### [Exercise]
Quote exactly and only this range of lines in the data below: the line that holds "Setup command implementation." to the line that holds "for (index, step)", both included.

(Extracted records)
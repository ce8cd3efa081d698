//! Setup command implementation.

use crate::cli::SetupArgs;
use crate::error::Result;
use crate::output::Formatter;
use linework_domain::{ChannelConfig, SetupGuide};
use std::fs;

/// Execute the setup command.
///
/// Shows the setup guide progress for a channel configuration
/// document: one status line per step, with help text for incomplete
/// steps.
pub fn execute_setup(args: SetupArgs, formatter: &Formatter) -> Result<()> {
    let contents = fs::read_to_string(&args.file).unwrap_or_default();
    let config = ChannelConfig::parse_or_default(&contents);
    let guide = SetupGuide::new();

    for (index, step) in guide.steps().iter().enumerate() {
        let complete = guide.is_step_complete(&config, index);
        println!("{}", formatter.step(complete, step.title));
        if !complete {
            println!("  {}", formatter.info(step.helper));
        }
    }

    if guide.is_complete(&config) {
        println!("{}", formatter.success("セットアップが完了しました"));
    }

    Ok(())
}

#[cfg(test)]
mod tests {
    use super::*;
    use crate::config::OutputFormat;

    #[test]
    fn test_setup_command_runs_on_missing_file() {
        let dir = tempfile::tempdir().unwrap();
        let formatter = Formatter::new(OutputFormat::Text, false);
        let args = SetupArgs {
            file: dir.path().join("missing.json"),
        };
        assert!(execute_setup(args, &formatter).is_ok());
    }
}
* * *
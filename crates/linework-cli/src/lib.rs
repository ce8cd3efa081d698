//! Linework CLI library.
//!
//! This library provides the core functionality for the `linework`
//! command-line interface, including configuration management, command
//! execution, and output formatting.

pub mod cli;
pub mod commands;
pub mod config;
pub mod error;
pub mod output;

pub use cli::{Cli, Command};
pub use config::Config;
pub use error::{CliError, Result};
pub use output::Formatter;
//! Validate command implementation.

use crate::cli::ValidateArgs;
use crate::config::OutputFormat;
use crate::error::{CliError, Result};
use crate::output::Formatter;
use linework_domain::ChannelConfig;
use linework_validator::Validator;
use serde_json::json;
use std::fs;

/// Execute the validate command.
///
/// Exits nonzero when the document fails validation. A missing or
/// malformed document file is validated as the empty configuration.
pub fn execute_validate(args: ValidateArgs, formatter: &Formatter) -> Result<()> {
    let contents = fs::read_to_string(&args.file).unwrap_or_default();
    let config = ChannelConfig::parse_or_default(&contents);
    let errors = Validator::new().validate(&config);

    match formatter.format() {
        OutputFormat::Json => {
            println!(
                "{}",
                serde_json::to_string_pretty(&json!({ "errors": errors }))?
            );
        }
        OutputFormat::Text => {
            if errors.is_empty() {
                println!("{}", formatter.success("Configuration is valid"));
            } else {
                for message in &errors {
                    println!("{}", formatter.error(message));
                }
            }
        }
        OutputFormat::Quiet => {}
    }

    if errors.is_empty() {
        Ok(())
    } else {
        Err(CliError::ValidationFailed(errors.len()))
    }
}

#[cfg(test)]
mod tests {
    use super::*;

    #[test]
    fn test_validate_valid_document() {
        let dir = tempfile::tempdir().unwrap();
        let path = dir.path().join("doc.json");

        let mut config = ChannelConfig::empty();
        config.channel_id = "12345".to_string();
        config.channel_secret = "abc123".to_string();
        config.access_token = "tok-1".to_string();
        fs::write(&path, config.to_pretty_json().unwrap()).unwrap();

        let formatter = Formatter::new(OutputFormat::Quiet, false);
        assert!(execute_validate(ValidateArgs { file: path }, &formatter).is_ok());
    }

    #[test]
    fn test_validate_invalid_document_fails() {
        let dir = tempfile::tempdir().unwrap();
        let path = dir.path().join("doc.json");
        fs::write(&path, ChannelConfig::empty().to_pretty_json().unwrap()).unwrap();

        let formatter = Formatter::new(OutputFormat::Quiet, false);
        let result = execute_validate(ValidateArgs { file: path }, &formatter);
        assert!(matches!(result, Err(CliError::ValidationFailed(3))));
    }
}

### [Written answer]
//! Setup command implementation.

use crate::cli::SetupArgs;
use crate::error::Result;
use crate::output::Formatter;
use linework_domain::{ChannelConfig, SetupGuide};
use std::fs;

/// Execute the setup command.
///
/// Shows the setup guide progress for a channel configuration
/// document: one status line per step, with help text for incomplete
/// steps.
pub fn execute_setup(args: SetupArgs, formatter: &Formatter) -> Result<()> {
    let contents = fs::read_to_string(&args.file).unwrap_or_default();
    let config = ChannelConfig::parse_or_default(&contents);
    let guide = SetupGuide::new();

    for (index, step) in guide.steps().iter().enumerate() {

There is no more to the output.